I've tried following and couldn't succeed,
cat my.json | jq -r '(map(keys) | add | unique) as $cols | map(. as $row | $cols | map($row[.])) as $rows | $rows[] | #csv'
and it throwing me an error.
I can't hardcode the parent keys, as the actual json has too many records. But the structure of the json is similar.
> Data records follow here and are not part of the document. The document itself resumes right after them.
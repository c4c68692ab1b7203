//! Syntax error types shared by the Circe lexer, parser and command line.
//!
//! Runtime failures (division by zero, a bad operand) are not errors in this
//! sense: they are ordinary values produced by the evaluator. Everything in
//! this module describes input that never made it to a parse tree.
//!
//! # Examples
//!
//! ```rust
//! use circe_syntax::error::{Error, Result, error_at};
//!
//! fn close_paren(line: usize, col: usize) -> Result<()> {
//!     error_at(line, col, "Unexpected ')'")
//! }
//!
//! let err = close_paren(1, 4).unwrap_err();
//! assert_eq!(err.to_string(), "Unexpected ')' at 1:4");
//! assert_eq!(Error::new("Unexpected end of input").to_string(), "Unexpected end of input");
//! ```

use std::fmt;

/// An error that occurred while turning source text into a parse tree.
///
/// Carries a human-readable message and, when known, the 1-based line and
/// column the problem was found at. The command line uses the position to
/// draw a caret under the offending character.
#[derive(Debug, Clone, PartialEq, Eq)]
pub struct Error {
    /// Human-readable error message
    pub msg: String,

    /// Optional line number in the source (1-based)
    pub line: Option<usize>,

    /// Optional column number in the source (1-based)
    pub col: Option<usize>,
}

impl Error {
    /// Creates a new error with the given message and no source location.
    pub fn new(msg: impl Into<String>) -> Self {
        Self {
            msg: msg.into(),
            line: None,
            col: None,
        }
    }

    /// Creates a new error with the given message and source location.
    ///
    /// ```rust
    /// use circe_syntax::Error;
    ///
    /// let error = Error::with_span("Unexpected character 'x'", 1, 3);
    /// assert_eq!(error.to_string(), "Unexpected character 'x' at 1:3");
    /// ```
    pub fn with_span(msg: impl Into<String>, line: usize, col: usize) -> Self {
        Self {
            msg: msg.into(),
            line: Some(line),
            col: Some(col),
        }
    }

    /// Returns the same error moved down by `offset` lines.
    ///
    /// Batch mode parses a file one line at a time; each line is lexed as if
    /// it were line 1, so the position has to be shifted back into the file.
    pub fn shifted(mut self, offset: usize) -> Self {
        if let Some(line) = self.line.as_mut() {
            *line += offset;
        }
        self
    }
}

impl fmt::Display for Error {
    fn fmt(&self, f: &mut fmt::Formatter<'_>) -> fmt::Result {
        if let (Some(l), Some(c)) = (self.line, self.col) {
            write!(f, "{} at {}:{}", self.msg, l, c)
        } else {
            write!(f, "{}", self.msg)
        }
    }
}

impl std::error::Error for Error {}

/// A specialized `Result` type for Circe front-end operations.
pub type Result<T> = std::result::Result<T, Error>;

/// Shorthand for `Err(Error::with_span(msg, line, col))`.
pub fn error_at<T>(line: usize, col: usize, msg: impl Into<String>) -> Result<T> {
    Err(Error::with_span(msg, line, col))
}
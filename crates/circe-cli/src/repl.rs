use std::path::PathBuf;

use anyhow::{Context, Result};
use owo_colors::OwoColorize;
use rustyline::error::ReadlineError;
use rustyline::DefaultEditor;
use tracing::debug;

use circe_interpreter::{Interpreter, MemoryStats, Value};

use crate::common::{open_parens, parse_line, provide_error_suggestions, render_error};

pub struct ReplOptions {
    /// File to load history from and save it to
    pub history: Option<PathBuf>,
    /// Print the parse tree before each result
    pub show_tree: bool,
}

pub fn start_repl(options: ReplOptions) -> Result<()> {
    println!("{}", format!("Circe Version {}", env!("CARGO_PKG_VERSION")).bold().green());
    println!("{}", "Press Ctrl+c to Exit. Type :help for help.\n".dimmed());

    let mut editor = DefaultEditor::new().context("failed to initialise line editor")?;
    if let Some(path) = &options.history {
        if let Err(e) = editor.load_history(path) {
            debug!(path = %path.display(), error = %e, "no history loaded");
        }
    }

    let mut interpreter = Interpreter::new();
    let mut show_tree = options.show_tree;
    let mut buffer = String::new();
    loop {
        let prompt = if buffer.is_empty() { "circe> " } else { "... > " };
        let line = match editor.readline(prompt) {
            Ok(line) => line,
            Err(ReadlineError::Interrupted) if !buffer.is_empty() => {
                buffer.clear();
                continue;
            }
            Err(ReadlineError::Interrupted) | Err(ReadlineError::Eof) => {
                println!("Goodbye.");
                break;
            }
            Err(e) => return Err(e).context("failed to read input"),
        };
        let trimmed = line.trim();
        if !trimmed.is_empty() {
            let _ = editor.add_history_entry(trimmed);
        }

        if buffer.is_empty() && trimmed.starts_with(':') {
            match trimmed {
                ":quit" | ":q" | ":exit" => {
                    println!("Goodbye.");
                    break;
                }
                ":help" | ":h" => print_help(),
                ":mem" => print_mem(&interpreter),
                ":tree" => {
                    show_tree = !show_tree;
                    let state = if show_tree { "on" } else { "off" };
                    println!("{}", format!("Parse trees {}.", state).yellow());
                }
                ":reset" => {
                    interpreter.reset();
                    println!("{}", "Counters reset.".yellow());
                }
                _ => println!("{}", "Unknown command. Type :help.".red()),
            }
            continue;
        }

        if !buffer.is_empty() {
            buffer.push('\n');
        }
        buffer.push_str(&line);

        if open_parens(&buffer).map_or(false, |depth| depth > 0) {
            continue;
        }

        match parse_line(&buffer) {
            Ok(tree) => {
                if show_tree {
                    print!("{}", tree.to_string().bright_black());
                }
                print_value(&interpreter.run(&tree));
            }
            Err(e) => render_error("Parse error", &buffer, &e),
        }
        buffer.clear();
    }

    if let Some(path) = &options.history {
        editor
            .save_history(path)
            .with_context(|| format!("failed to save history to {}", path.display()))?;
    }
    Ok(())
}

fn print_value(value: &Value) {
    match value {
        Value::Error(msg) => {
            println!("{}", value.to_string().red());
            provide_error_suggestions(msg);
        }
        _ => println!("{}", value.to_string().bright_blue()),
    }
}

fn print_help() {
    println!(
        "{}\n  {}  {}\n  {}  {}",
        "Commands:".bold(),
        ":help".yellow(),
        "Show this help",
        ":quit".yellow(),
        "Exit the REPL"
    );
    println!(
        "  {}  {}\n  {}  {}\n  {}  {}",
        ":mem".yellow(),
        "Show session counters",
        ":tree".yellow(),
        "Toggle printing the parse tree",
        ":reset".yellow(),
        "Reset session counters"
    );
    println!("Type an expression such as (+ 1 (* 2 3)). Unbalanced parentheses continue on the next line.");
}

fn print_mem(interpreter: &Interpreter) {
    let MemoryStats { evaluations, values_read, errors } = interpreter.memory_stats();
    println!("{}: {}", "evaluations".yellow(), evaluations);
    println!("{}: {}", "values read".yellow(), values_read);
    println!("{}: {}", "error results".yellow(), errors);
}
pub mod error;
pub mod token;
pub mod tree;

pub use error::*;
pub use token::*;
pub use tree::*;
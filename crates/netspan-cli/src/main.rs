use anyhow::{Context, Result};
use clap::{ArgAction, Parser, Subcommand, ValueEnum};
use colored::Colorize;
use tracing::info;
use tracing_subscriber::{fmt, prelude::*, EnvFilter};

use netspan_cidr::{Address, Network, Range};

mod batch;
mod report;

use batch::BatchProcessor;
use report::{AddressReport, BatchRow, ContainsReport, NetworkReport, RangeReport, Report};

/// IPv4/IPv6 address, CIDR network and range toolkit
#[derive(Parser)]
#[command(name = "netspan")]
#[command(author, version, about, long_about = None)]
struct Cli {
    /// Output format
    #[arg(short, long, value_enum, default_value = "human", global = true)]
    output: OutputFormat,

    /// Increase log verbosity (-v info, -vv debug, -vvv trace)
    #[arg(short, long, action = ArgAction::Count, global = true)]
    verbose: u8,

    #[command(subcommand)]
    command: Commands,
}

#[derive(Subcommand)]
enum Commands {
    /// Show every representation of an address
    Address(AddressArgs),
    /// Describe a CIDR network
    Network(NetworkArgs),
    /// Decompose a range into CIDR blocks
    Range(RangeArgs),
    /// Test whether an address, network or range lies within a range
    Contains(ContainsArgs),
    /// Decompose range expressions from a file or stdin in parallel
    Batch(BatchArgs),
}

#[derive(Parser)]
struct AddressArgs {
    /// Dotted quad, IPv6 literal, bit string, hex or decimal
    #[arg(value_name = "INPUT")]
    input: String,
}

#[derive(Parser)]
struct NetworkArgs {
    /// CIDR literal (e.g., 192.168.0.0/16) or a bare address
    #[arg(value_name = "CIDR")]
    cidr: String,
}

#[derive(Parser)]
struct RangeArgs {
    /// First address, or a whole range expression ("A - B", CIDR)
    #[arg(value_name = "FIRST")]
    first: String,

    /// Last address
    #[arg(value_name = "LAST")]
    last: Option<String>,
}

#[derive(Parser)]
struct ContainsArgs {
    /// Enclosing range expression
    #[arg(value_name = "RANGE")]
    range: String,

    /// Address, CIDR or range expression to test
    #[arg(value_name = "OTHER")]
    other: String,
}

#[derive(Parser)]
struct BatchArgs {
    /// Input file (use '-' for stdin)
    #[arg(short, long, value_name = "FILE")]
    file: Option<String>,

    /// Number of worker threads (default: CPU cores)
    #[arg(short, long)]
    workers: Option<usize>,
}

#[derive(Debug, Clone, Copy, ValueEnum)]
enum OutputFormat {
    /// Human-readable table output
    Human,
    /// JSON output (pretty-printed)
    Json,
    /// JSON output (compact)
    JsonCompact,
    /// CSV output
    Csv,
}

fn main() -> Result<()> {
    let cli = Cli::parse();
    init_tracing(cli.verbose);

    match cli.command {
        Commands::Address(args) => handle_address(args, cli.output)?,
        Commands::Network(args) => handle_network(args, cli.output)?,
        Commands::Range(args) => handle_range(args, cli.output)?,
        Commands::Contains(args) => handle_contains(args, cli.output)?,
        Commands::Batch(args) => handle_batch(args, cli.output)?,
    }

    Ok(())
}

/// Logs go to stderr; `NETSPAN_LOG` overrides the `-v` level
fn init_tracing(verbose: u8) {
    tracing_subscriber::registry()
        .with(EnvFilter::try_from_env("NETSPAN_LOG").unwrap_or_else(|_| level(verbose).into()))
        .with(fmt::layer().with_writer(std::io::stderr))
        .init();
}

fn level(verbose: u8) -> &'static str {
    match verbose {
        0 => "warn",
        1 => "info",
        2 => "debug",
        _ => "trace",
    }
}

fn handle_address(args: AddressArgs, format: OutputFormat) -> Result<()> {
    let address = Address::parse(args.input.as_str())
        .with_context(|| format!("Invalid address: {}", args.input))?;

    print_result(&AddressReport::new(&args.input, address), format)
}

fn handle_network(args: NetworkArgs, format: OutputFormat) -> Result<()> {
    let net = Network::parse(args.cidr.as_str())
        .with_context(|| format!("Invalid network: {}", args.cidr))?;

    print_result(&NetworkReport::from(net), format)
}

fn handle_range(args: RangeArgs, format: OutputFormat) -> Result<()> {
    let range = match args.last {
        Some(ref last) => Range::new(args.first.as_str(), last.as_str()),
        None => Range::parse(args.first.as_str()),
    }
    .context("Invalid range")?;

    info!(range = %range, "decomposing");
    print_result(&RangeReport::from(range), format)
}

fn handle_contains(args: ContainsArgs, format: OutputFormat) -> Result<()> {
    let range = Range::parse(args.range.as_str())
        .with_context(|| format!("Invalid range: {}", args.range))?;
    let contained = range
        .contains_input(args.other.as_str())
        .with_context(|| format!("Invalid input: {}", args.other))?;

    let report = ContainsReport {
        range,
        other: args.other,
        contained,
    };
    print_result(&report, format)
}

fn handle_batch(args: BatchArgs, format: OutputFormat) -> Result<()> {
    let processor = BatchProcessor::new(args.workers)?;

    match args.file.as_deref() {
        Some(file) if file != "-" => info!("Reading from: {}", file),
        _ => info!("Reading from stdin"),
    }
    info!("Batch processing with {} workers", processor.thread_count());

    let lines = batch::read_lines(args.file.as_deref())?;
    let rows: Vec<BatchRow> = processor
        .process_ranges(lines)
        .into_iter()
        .map(BatchRow::from)
        .collect();

    print_all(&rows, format)?;

    let failed = rows.iter().filter(|r| r.error.is_some()).count();
    if failed > 0 && matches!(format, OutputFormat::Human) {
        eprintln!("{} {} of {} lines failed", "›".yellow(), failed, rows.len());
    }
    Ok(())
}

fn print_result<R: Report>(result: &R, format: OutputFormat) -> Result<()> {
    match format {
        OutputFormat::Human => result.print_human(),
        OutputFormat::Json => println!("{}", serde_json::to_string_pretty(result)?),
        OutputFormat::JsonCompact => println!("{}", serde_json::to_string(result)?),
        OutputFormat::Csv => print_csv(std::slice::from_ref(result))?,
    }
    Ok(())
}

fn print_all<R: Report>(results: &[R], format: OutputFormat) -> Result<()> {
    match format {
        OutputFormat::Human => results.iter().for_each(Report::print_human),
        OutputFormat::Json => println!("{}", serde_json::to_string_pretty(results)?),
        OutputFormat::JsonCompact => println!("{}", serde_json::to_string(results)?),
        OutputFormat::Csv => print_csv(results)?,
    }
    Ok(())
}

fn print_csv<R: Report>(results: &[R]) -> Result<()> {
    let mut wtr = csv::Writer::from_writer(std::io::stdout());
    wtr.write_record(R::csv_header())?;
    for result in results {
        wtr.write_record(result.csv_record())?;
    }
    wtr.flush()?;
    Ok(())
}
What am I missing?
Some of the requirements are unclear, but the following solves one interpretation of the problem:
paths as $path
| {path: $path, value: getpath($path)}
| select(.value|type == "object" )
| select( [.value[]][0] | type != "object")
| .path + ([.value[]])
| #csv
(This program could be optimized but the presentation here is intended to make the separate steps clear.)
Invocation:
jq -r -f leaves-to-csv.jq input.json
Output:
"A","C","T1",1
"A","F","T2",2
"B","C","T3",3
Unquoted strings
To avoid the quotation marks around strings, you could replace the last component of the pipeline above with:
join(",")
Here is a solution using tostream and group_by
[
tostream
| select(length == 2) # e.g. [["A","C","D"],"T1"]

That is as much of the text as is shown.